Yes, there's even a Musical Saw Festival
September 12, 2011 9:00 AM   Subscribe

Over 35 musical saw players travel from as far away as India and Japan to play and honor the musical saw. The NYC Musical Saw Festival aims to preserve the past, honor the present, and shape the future of the musical saw through performances, workshops, and compositions created for the musical saw. Will the musical saw ever receive the recognition and respect that it deserves?
posted by rageagainsttherobots (34 comments total) 13 users marked this as a favorite
 
The musical saw would be perfect for Saw: the Musical.
posted by the quidnunc kid at 9:09 AM on September 12, 2011 [8 favorites]

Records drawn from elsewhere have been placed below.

//! Run configuration and serialization.
//!
//! A [`RunConfig`] describes one visibility computation: the voxel grid, the
//! camera candidates and the engine settings. It is loaded from `.json` with
//! serde_json or from XML with quick-xml, and turned into validated
//! components by the providers in [`crate::registry`].

use std::fs;
use std::path::Path;

use serde::{Deserialize, Serialize};

use crate::camera::{CameraParams, Direction, ResolutionRange};
use crate::environment::VoxelEnvironment;
use crate::error::ConfigError;
use crate::visibility::{EngineConfig, DEFAULT_SAMPLE_STEP};

/// Name of the built-in provider of every component.
pub const BASE_PROVIDER: &str = "base";

fn default_provider() -> String {
    BASE_PROVIDER.to_string()
}

fn default_sample_step() -> f64 {
    DEFAULT_SAMPLE_STEP
}

/// Complete description of a run.
#[derive(Debug, Clone, PartialEq, Serialize, Deserialize)]
#[serde(rename = "CoverageRun")]
pub struct RunConfig {
    pub environment: EnvironmentConfig,
    pub cameras: CameraConfig,
    #[serde(default)]
    pub visibility: VisibilityConfig,
}

/// Voxel grid description.
#[derive(Debug, Clone, PartialEq, Serialize, Deserialize)]
pub struct EnvironmentConfig {
    /// Provider name.
    #[serde(rename = "type", default = "default_provider")]
    pub provider: String,
    /// `[width, height, depth]` in voxels.
    pub shape: Vec<usize>,
    /// One flag per voxel, nonzero = occupied.
    pub occupancy: Vec<u8>,
    /// Voxel side length in meters.
    pub voxel_len: f64,
    /// One flag per voxel, nonzero = target. Empty means every voxel.
    #[serde(default, skip_serializing_if = "Vec::is_empty")]
    pub targets: Vec<u8>,
}

impl EnvironmentConfig {
    pub fn build(&self) -> Result<VoxelEnvironment, ConfigError> {
        VoxelEnvironment::from_dims(
            &self.shape,
            &self.occupancy,
            self.voxel_len,
            (!self.targets.is_empty()).then_some(self.targets.as_slice()),
        )
    }
}

/// `[width, height]` pair of a sensor clip or an image.
#[derive(Debug, Clone, Copy, PartialEq, Serialize, Deserialize)]
pub struct Extent {
    pub width: f64,
    pub height: f64,
}

impl Extent {
    pub fn new(width: f64, height: f64) -> Self {
        Self { width, height }
    }

    fn to_array(self) -> [f64; 2] {
        [self.width, self.height]
    }
}

impl From<[f64; 2]> for Extent {
    fn from([width, height]: [f64; 2]) -> Self {
        Self { width, height }
    }
}

/// Index-aligned camera parameter arrays, one entry per voxel.
///
/// Pairs are stored with named fields (`pan`/`tilt`, `width`/`height`,
/// `min`/`max`) so they keep their shape in XML, where nested sequences
/// would be flattened.
#[derive(Debug, Clone, PartialEq, Serialize, Deserialize)]
pub struct CameraConfig {
    /// Provider name.
    #[serde(rename = "type", default = "default_provider")]
    pub provider: String,
    /// Viewing direction per camera, radians.
    pub directions: Vec<Direction>,
    /// Sensor clip per camera, meters.
    pub clip_shapes: Vec<Extent>,
    /// Focal length per camera, meters.
    pub focal_lens: Vec<f64>,
    /// Image size in pixels per camera.
    pub resolutions: Vec<Extent>,
    /// Horizontal pixel density requirement per camera.
    pub horizontal_resols: Vec<ResolutionRange>,
    /// Vertical pixel density requirement per camera.
    pub vertical_resols: Vec<ResolutionRange>,
    /// Deployment cost per camera. Empty means a unit cost each.
    #[serde(default, skip_serializing_if = "Vec::is_empty")]
    pub costs: Vec<f64>,
}

impl CameraConfig {
    /// The same camera description repeated `count` times.
    pub fn uniform(count: usize, params: &CameraParams) -> Self {
        Self {
            provider: default_provider(),
            directions: vec![params.direction; count],
            clip_shapes: vec![params.clip_shape.into(); count],
            focal_lens: vec![params.focal_len; count],
            resolutions: vec![params.resolution.into(); count],
            horizontal_resols: vec![params.horizontal_resol; count],
            vertical_resols: vec![params.vertical_resol; count],
            costs: vec![params.cost; count],
        }
    }

    /// Number of cameras described, taken from the direction array.
    pub fn len(&self) -> usize {
        self.directions.len()
    }

    pub fn is_empty(&self) -> bool {
        self.directions.is_empty()
    }

    /// Check that every array matches `directions` in length and produce
    /// per-camera parameters.
    pub fn to_params(&self) -> Result<Vec<CameraParams>, ConfigError> {
        let expected = self.len();
        let costs = if self.costs.is_empty() { expected } else { self.costs.len() };
        let lengths = [
            ("clip_shapes", self.clip_shapes.len()),
            ("focal_lens", self.focal_lens.len()),
            ("resolutions", self.resolutions.len()),
            ("horizontal_resols", self.horizontal_resols.len()),
            ("vertical_resols", self.vertical_resols.len()),
            ("costs", costs),
        ];
        for (field, actual) in lengths {
            if actual != expected {
                return Err(ConfigError::CameraArrayMismatch {
                    field,
                    expected,
                    actual,
                });
            }
        }

        Ok((0..expected)
            .map(|i| CameraParams {
                direction: self.directions[i],
                clip_shape: self.clip_shapes[i].to_array(),
                focal_len: self.focal_lens[i],
                resolution: self.resolutions[i].to_array(),
                horizontal_resol: self.horizontal_resols[i],
                vertical_resol: self.vertical_resols[i],
                cost: self.costs.get(i).copied().unwrap_or(1.0),
            })
            .collect())
    }
}

/// Visibility engine settings.
#[derive(Debug, Clone, PartialEq, Serialize, Deserialize)]
pub struct VisibilityConfig {
    /// Provider name.
    #[serde(rename = "type", default = "default_provider")]
    pub provider: String,
    /// Ray-march step in voxels.
    #[serde(default = "default_sample_step")]
    pub sample_step: f64,
    /// Worker threads, 0 = one per available core.
    #[serde(default)]
    pub workers: usize,
}

impl Default for VisibilityConfig {
    fn default() -> Self {
        Self {
            provider: default_provider(),
            sample_step: DEFAULT_SAMPLE_STEP,
            workers: 0,
        }
    }
}

impl VisibilityConfig {
    pub fn engine_config(&self) -> EngineConfig {
        EngineConfig {
            sample_step: self.sample_step,
            workers: self.workers,
        }
    }
}

fn is_json(path: &Path) -> bool {
    path.extension().map(|e| e == "json").unwrap_or(false)
}

/// Load a run configuration; `.json` files are read as JSON, anything else
/// as XML.
pub fn load_run_config(path: &Path) -> Result<RunConfig, ConfigError> {
    let contents = fs::read_to_string(path)?;

    let config = if is_json(path) {
        serde_json::from_str(&contents)?
    } else {
        quick_xml::de::from_str(&contents)?
    };
    Ok(config)
}

/// Save a run configuration, choosing the format from the extension.
pub fn save_run_config(config: &RunConfig, path: &Path) -> Result<(), ConfigError> {
    let contents = if is_json(path) {
        serde_json::to_string_pretty(config)?
    } else {
        let xml = quick_xml::se::to_string(config)?;
        format!("<?xml version=\"1.0\" encoding=\"UTF-8\"?>\n{}", xml)
    };
    fs::write(path, contents)?;
    Ok(())
}
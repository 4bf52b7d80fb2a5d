//! Benchmarks for the visibility engine.
//!
//! Run with: cargo bench --bench visibility_bench

use criterion::{black_box, criterion_group, criterion_main, BenchmarkId, Criterion, Throughput};

use camera_coverage::camera::{CameraCandidates, CameraParams, Direction, ResolutionRange};
use camera_coverage::visibility::{line_of_sight, EngineConfig, RunControl, VisibilityEngine};
use camera_coverage::{Diagnostics, GridShape, VoxelEnvironment};
use glam::IVec3;

/// Cube grid with a wall across the middle of the x axis, open in one corner.
fn walled_grid(side: usize) -> VoxelEnvironment {
    let shape = GridShape::new(side, side, side).unwrap();
    let mut occupancy = vec![0u8; shape.num_voxels()];
    let wall = (side / 2) as i32;
    for y in 0..side as i32 {
        for z in 0..side as i32 {
            if y == 0 && z == 0 {
                continue;
            }
            let index = shape.linear_index(IVec3::new(wall, y, z)).unwrap();
            occupancy[index] = 1;
        }
    }
    VoxelEnvironment::new(shape, &occupancy, 0.5, None).unwrap()
}

fn cameras(count: usize) -> CameraCandidates {
    let params = CameraParams {
        direction: Direction::new(std::f64::consts::FRAC_PI_2, 0.0),
        clip_shape: [0.036, 0.024],
        focal_len: 0.02,
        resolution: [1920.0, 1080.0],
        horizontal_resol: ResolutionRange::new(50.0, 5000.0),
        vertical_resol: ResolutionRange::new(50.0, 5000.0),
        cost: 1.0,
    };
    CameraCandidates::uniform(count, &params, &Diagnostics::new())
}

fn bench_compute(c: &mut Criterion) {
    let mut group = c.benchmark_group("compute");
    group.sample_size(10);

    for side in [4, 6, 8] {
        let env = walled_grid(side);
        let set = cameras(env.num_voxels());
        group.throughput(Throughput::Elements((env.num_voxels() * env.num_voxels()) as u64));

        for workers in [1, 0] {
            let engine = VisibilityEngine::new(EngineConfig {
                workers,
                ..EngineConfig::default()
            });
            let label = if workers == 1 { "single" } else { "pool" };
            group.bench_with_input(BenchmarkId::new(label, side), &side, |b, _| {
                b.iter(|| {
                    engine
                        .compute(black_box(&env), &set, &Diagnostics::new(), &RunControl::new())
                        .unwrap()
                })
            });
        }
    }

    group.finish();
}

fn bench_line_of_sight(c: &mut Criterion) {
    let env = walled_grid(16);
    let from = IVec3::new(0, 15, 15);
    let to = IVec3::new(15, 0, 3);

    c.bench_function("line_of_sight_16", |b| {
        b.iter(|| line_of_sight(black_box(&env), from, to, 0.2))
    });
}

criterion_group!(benches, bench_compute, bench_line_of_sight);
criterion_main!(benches);
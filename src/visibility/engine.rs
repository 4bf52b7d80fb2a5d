//! Parallel visibility matrix computation.
//!
//! A fixed pool of scoped worker threads pulls camera columns from a shared
//! counter, evaluates the column against every target voxel and sends it to
//! the collecting thread over a channel. Each cell depends only on its own
//! (target, camera) pair, so the result does not depend on the pool size.

use std::sync::atomic::{AtomicUsize, Ordering};
use std::thread;
use std::time::Instant;

use glam::IVec3;
use serde::{Deserialize, Serialize};

use crate::camera::{CameraCandidates, SingleCamera};
use crate::diagnostics::{DiagnosticKind, Diagnostics};
use crate::environment::VoxelEnvironment;
use crate::error::VisibilityError;
use crate::voxel::voxel_to_cartesian;

use super::control::{RunControl, VisibilityEvent};
use super::geometry::{angle_of_view, in_depth_of_field, in_field_of_view};
use super::matrix::{BinaryMatrix, VisibilityMatrix};
use super::occlusion::line_of_sight;

/// Default ray-march step in voxels.
pub const DEFAULT_SAMPLE_STEP: f64 = 0.2;

/// Steps above this may jump over a single-voxel obstacle.
pub const MAX_SAFE_SAMPLE_STEP: f64 = 0.5;

/// Engine settings.
#[derive(Debug, Clone, Copy, PartialEq, Serialize, Deserialize)]
pub struct EngineConfig {
    /// Ray-march step in voxels.
    pub sample_step: f64,
    /// Worker threads, 0 = one per available core.
    pub workers: usize,
}

impl Default for EngineConfig {
    fn default() -> Self {
        Self {
            sample_step: DEFAULT_SAMPLE_STEP,
            workers: 0,
        }
    }
}

/// Computes visibility matrices for a fixed configuration.
#[derive(Debug, Clone, Default)]
pub struct VisibilityEngine {
    config: EngineConfig,
}

impl VisibilityEngine {
    pub fn new(config: EngineConfig) -> Self {
        Self { config }
    }

    pub fn config(&self) -> &EngineConfig {
        &self.config
    }

    fn worker_count(&self, columns: usize) -> usize {
        let wanted = if self.config.workers == 0 {
            thread::available_parallelism()
                .map(|n| n.get())
                .unwrap_or(1)
        } else {
            self.config.workers
        };
        wanted.clamp(1, columns.max(1))
    }

    /// Compute which target voxels every camera candidate sees.
    ///
    /// `cameras` must hold exactly one candidate per voxel. A coarse sample
    /// step is reported through `diagnostics`; cancellation through
    /// `control` returns [`VisibilityError::Cancelled`] without a partial
    /// result.
    pub fn compute(
        &self,
        env: &VoxelEnvironment,
        cameras: &CameraCandidates,
        diagnostics: &Diagnostics,
        control: &RunControl,
    ) -> Result<VisibilityMatrix, VisibilityError> {
        let num_voxels = env.num_voxels();
        if cameras.len() != num_voxels {
            return Err(VisibilityError::CameraCountMismatch {
                cameras: cameras.len(),
                voxels: num_voxels,
            });
        }

        let sample_step = self.config.sample_step;
        if !(sample_step > 0.0 && sample_step.is_finite()) {
            return Err(VisibilityError::InvalidSampleStep(sample_step));
        }
        if sample_step > MAX_SAFE_SAMPLE_STEP {
            diagnostics.warn(
                DiagnosticKind::CoarseSampleStep,
                format!(
                    "sampling step over {} may miss thin obstacles, current sample_step == {}",
                    MAX_SAFE_SAMPLE_STEP, sample_step
                ),
            );
        }

        let started = Instant::now();
        let cartesian = voxel_to_cartesian(env.shape());
        let workers = self.worker_count(num_voxels);

        tracing::info!(
            voxels = num_voxels,
            available_cameras = cameras.available_count(),
            workers,
            sample_step,
            "Computing visibility matrix"
        );
        control.emit(VisibilityEvent::Started {
            cameras: num_voxels,
        });

        let next_column = AtomicUsize::new(0);
        let (column_tx, column_rx) = crossbeam_channel::bounded::<(usize, Vec<u8>)>(workers * 2);
        let mut value = BinaryMatrix::zeros(num_voxels, num_voxels);
        let mut completed = 0;

        let worker_failed = thread::scope(|scope| {
            let handles: Vec<_> = (0..workers)
                .map(|_| {
                    let column_tx = column_tx.clone();
                    let next_column = &next_column;
                    let cartesian = &cartesian;
                    scope.spawn(move || loop {
                        if control.is_cancelled() {
                            break;
                        }
                        let camera = next_column.fetch_add(1, Ordering::Relaxed);
                        if camera >= num_voxels {
                            break;
                        }
                        let column = evaluate_column(env, cameras, cartesian, camera, sample_step);
                        if column_tx.send((camera, column)).is_err() {
                            break;
                        }
                    })
                })
                .collect();

            // Only the workers hold senders now; the loop ends when they exit.
            drop(column_tx);

            for (camera, column) in column_rx.iter() {
                value.set_column(camera, &column);
                completed += 1;
                control.emit(VisibilityEvent::ColumnComplete {
                    camera,
                    completed,
                    total: num_voxels,
                });
            }

            handles.into_iter().any(|handle| handle.join().is_err())
        });

        if worker_failed {
            tracing::error!("Visibility worker panicked");
            return Err(VisibilityError::WorkerFailed);
        }
        if completed < num_voxels {
            tracing::warn!(completed, total = num_voxels, "Visibility computation cancelled");
            control.emit(VisibilityEvent::Cancelled { completed });
            return Err(VisibilityError::Cancelled);
        }

        let matrix = VisibilityMatrix::new(value, env.targets());
        let visible_pairs = matrix.value().count_ones();

        tracing::info!(
            visible_pairs,
            elapsed_ms = started.elapsed().as_millis() as u64,
            "Visibility matrix successfully built"
        );
        control.emit(VisibilityEvent::Finished { visible_pairs });

        Ok(matrix)
    }
}

/// One-shot computation with default worker count and no progress events.
pub fn compute_visibility(
    env: &VoxelEnvironment,
    cameras: &CameraCandidates,
    sample_step: f64,
    diagnostics: &Diagnostics,
) -> Result<VisibilityMatrix, VisibilityError> {
    let engine = VisibilityEngine::new(EngineConfig {
        sample_step,
        ..EngineConfig::default()
    });
    engine.compute(env, cameras, diagnostics, &RunControl::new())
}

/// Visibility of every target from the camera at voxel `camera`.
fn evaluate_column(
    env: &VoxelEnvironment,
    cameras: &CameraCandidates,
    cartesian: &[IVec3],
    camera: usize,
    sample_step: f64,
) -> Vec<u8> {
    let mut column = vec![0u8; cartesian.len()];

    let Some(model) = cameras.get(camera) else {
        return column;
    };
    if !model.is_available() {
        return column;
    }

    let origin = cartesian[camera];
    for (target, &coord) in cartesian.iter().enumerate() {
        if pair_visible(env, model, origin, coord, sample_step) {
            column[target] = 1;
        }
    }
    column
}

fn pair_visible(
    env: &VoxelEnvironment,
    camera: &SingleCamera,
    origin: IVec3,
    target: IVec3,
    sample_step: f64,
) -> bool {
    let diff = (target - origin).as_dvec3();
    let Some(aov) = angle_of_view(diff) else {
        return false;
    };

    in_field_of_view(&aov, camera)
        && in_depth_of_field(diff, env.voxel_len(), camera.dof())
        && line_of_sight(env, origin, target, sample_step)
}
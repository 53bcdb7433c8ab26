use anyhow::{Context, Result};
use clap::Parser;
use tracing_subscriber::EnvFilter;

use tl_cli::commands::{chart, details, labels, layout, util};
use tl_cli::{ChartArgs, Cli, Commands, Config, LabelsArgs};

fn main() -> Result<()> {
    let cli = Cli::parse();

    // Initialize tracing with verbose flag support
    let filter = if cli.verbose {
        EnvFilter::new("debug")
    } else {
        EnvFilter::from_default_env()
    };
    // Use try_init to avoid panic if tracing is already initialized (e.g., in tests)
    let _ = tracing_subscriber::fmt()
        .with_env_filter(filter)
        .with_writer(std::io::stderr)
        .try_init();

    let config = Config::load_from(cli.config.as_deref()).context("failed to load configuration")?;
    tracing::debug!(?config, "loaded configuration");

    let mut options = config.layout_options();
    if let Some(step) = cli.step {
        options.step_minutes = step;
    }

    let mut stdout = std::io::stdout().lock();

    match &cli.command {
        Some(Commands::Chart(ChartArgs {
            file,
            width,
            hide_participants,
        })) => {
            let timeline = util::load_layout(file, &options)?;
            chart::run(
                &mut stdout,
                &timeline,
                width.unwrap_or(config.chart_width),
                !hide_participants,
            )?;
        }
        Some(Commands::Labels(LabelsArgs { file, start, end })) => {
            let (start, end) = match (file, start, end) {
                (Some(file), _, _) => {
                    let session = util::load_session(file)?;
                    (session.window.start(), session.window.end())
                }
                (None, Some(start), Some(end)) => (
                    util::parse_timestamp(start, "start")?,
                    util::parse_timestamp(end, "end")?,
                ),
                _ => anyhow::bail!("either a session file or --start and --end are required"),
            };
            labels::run(&mut stdout, start, end, &options)?;
        }
        Some(Commands::Details { file, participant }) => {
            let timeline = util::load_layout(file, &options)?;
            details::run(&mut stdout, &timeline, participant, options.offset)?;
        }
        Some(Commands::Layout { file }) => {
            let timeline = util::load_layout(file, &options)?;
            layout::run(&mut stdout, &timeline)?;
        }
        None => {
            // No subcommand, show help
            use clap::CommandFactory;
            Cli::command().print_help()?;
            println!();
        }
    }

    Ok(())
}
//! Core type definitions with validation.

use std::fmt;

use serde::{Deserialize, Serialize};
use thiserror::Error;

/// Validation errors for core types.
#[derive(Debug, Error, Clone, PartialEq, Eq)]
pub enum ValidationError {
    /// The provided value was empty.
    #[error("{field} cannot be empty")]
    Empty { field: &'static str },
}

/// Generates a validated string ID newtype with common trait implementations.
macro_rules! define_string_id {
    (
        $(#[$meta:meta])*
        $name:ident, $field_name:literal
    ) => {
        $(#[$meta])*
        #[derive(Debug, Clone, PartialEq, Eq, Hash, Serialize, Deserialize)]
        #[serde(try_from = "String", into = "String")]
        pub struct $name(String);

        impl $name {
            /// Creates a new ID after validation.
            pub fn new(id: impl Into<String>) -> Result<Self, ValidationError> {
                let id = id.into();
                if id.trim().is_empty() {
                    return Err(ValidationError::Empty { field: $field_name });
                }
                Ok(Self(id))
            }

            /// Returns the ID as a string slice.
            pub fn as_str(&self) -> &str {
                &self.0
            }
        }

        impl TryFrom<String> for $name {
            type Error = ValidationError;

            fn try_from(value: String) -> Result<Self, Self::Error> {
                Self::new(value)
            }
        }

        impl From<$name> for String {
            fn from(id: $name) -> Self {
                id.0
            }
        }

        impl fmt::Display for $name {
            fn fmt(&self, f: &mut fmt::Formatter<'_>) -> fmt::Result {
                write!(f, "{}", self.0)
            }
        }

        impl AsRef<str> for $name {
            fn as_ref(&self) -> &str {
                &self.0
            }
        }
    };
}

define_string_id!(
    /// A validated participant identifier.
    ///
    /// Participant IDs must be non-empty. They are unique within a session
    /// when compared case-insensitively, and are shown upper-cased.
    ParticipantId, "participant ID"
);

impl ParticipantId {
    /// Returns the ID in its display form (upper-cased).
    pub fn display_form(&self) -> String {
        self.0.to_uppercase()
    }

    /// Case-insensitive comparison against a raw ID.
    pub fn matches(&self, other: &str) -> bool {
        self.0.to_lowercase() == other.to_lowercase()
    }
}
//! Command-line argument definitions.

use std::path::PathBuf;

use clap::{Args, Parser, Subcommand};

/// Participant-wise session timeline.
///
/// Plots each participant's mic, webcam, error and login/logout events on a
/// shared time axis.
#[derive(Debug, Parser)]
#[command(name = "tl", version, about, long_about = None)]
pub struct Cli {
    /// Enable verbose output.
    #[arg(short, long, global = true)]
    pub verbose: bool,

    /// Path to config file.
    #[arg(short, long, global = true)]
    pub config: Option<PathBuf>,

    /// Minutes between header labels (overrides config).
    #[arg(long, global = true)]
    pub step: Option<u32>,

    #[command(subcommand)]
    pub command: Option<Commands>,
}

/// Available subcommands.
#[derive(Debug, Subcommand)]
pub enum Commands {
    /// Draw the timeline chart in the terminal.
    Chart(ChartArgs),

    /// Print the header labels, one per line.
    Labels(LabelsArgs),

    /// Show the details panel for one participant.
    Details {
        /// Session document (JSON).
        file: PathBuf,

        /// Participant ID (case-insensitive).
        participant: String,
    },

    /// Print the computed layout as JSON.
    Layout {
        /// Session document (JSON).
        file: PathBuf,
    },
}

#[derive(Debug, Args)]
pub struct ChartArgs {
    /// Session document (JSON).
    pub file: PathBuf,

    /// Lane width in columns (overrides config).
    #[arg(long)]
    pub width: Option<usize>,

    /// Only print the header ruler.
    #[arg(long)]
    pub hide_participants: bool,
}

#[derive(Debug, Args)]
pub struct LabelsArgs {
    /// Session document (JSON).
    pub file: Option<PathBuf>,

    /// Range start (ISO 8601), used instead of a session document.
    #[arg(long, requires = "end", conflicts_with = "file")]
    pub start: Option<String>,

    /// Range end (ISO 8601).
    #[arg(long, requires = "start")]
    pub end: Option<String>,
}
//! Layout command: prints the computed rendering pass as JSON.
//!
//! This is the hand-off format for presentation layers: header labels with
//! their column width, session summary strings, and per-row markers with
//! either a placement or the reason it could not be placed.

use std::io::Write;

use anyhow::Result;
use tl_core::TimelineLayout;

pub fn format_layout_json(layout: &TimelineLayout) -> Result<String> {
    Ok(serde_json::to_string_pretty(layout)?)
}

pub fn run<W: Write>(writer: &mut W, layout: &TimelineLayout) -> Result<()> {
    writeln!(writer, "{}", format_layout_json(layout)?)?;
    Ok(())
}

Sooner or later, everybody will be so over ukuleles, and it'll be time to pick up a new instrument, and the musical saw's time will have come. Then we'll see trendy shops selling premium-priced saws with faux-rustic/hobo/hillbilly/"authentic" branding.
posted by acb at 9:14 AM on September 12, 2011 [2 favorites]


Sounds Hawaiian!
posted by Ducks or monkeys at 9:14 AM on September 12, 2011


Sooner or later, everybody will be so over ukuleles, and it'll be time to pick up a new instrument, and the musical saw's time will have come. Then we'll see trendy shops selling premium-priced saws with faux-rustic/hobo/hillbilly/"authentic" branding.

My roommate put a Moog sticker on his.
posted by Ironmouth at 9:17 AM on September 12, 2011 [3 favorites]




Thanks for posting this, I wasn't able to make this year's festival.
In my band, I play lead musical dental saw.
(Oh, the sublime sounds you can make with properly tuned dental drilling equipment)
posted by Auden at 9:27 AM on September 12, 2011


So glad there's a post about this! I know Natalia and she is delightful. The Saw Festival was hosted at our church a few years back, in fact; I think the event got so big they outgrew us!
posted by ThePinkSuperhero at 9:39 AM on September 12, 2011


Do you really have to round numbers between 35 and 40? I mean, it's like saying you have over 30 teeth.
posted by Nomyte at 9:40 AM on September 12, 2011


Those people didn't really seem like hipsters... Natalia seems awesome, it's cool that you know her. Trailer Bride, a now-ex gothic country band, was using a saw way back in 1993. One of my favorite songs of theirs (lyrics by Emily Dickinson!) is Hope is a Thing With Feathers (SLYT)
posted by Nibbly Fang at 9:48 AM on September 12, 2011 [2 favorites]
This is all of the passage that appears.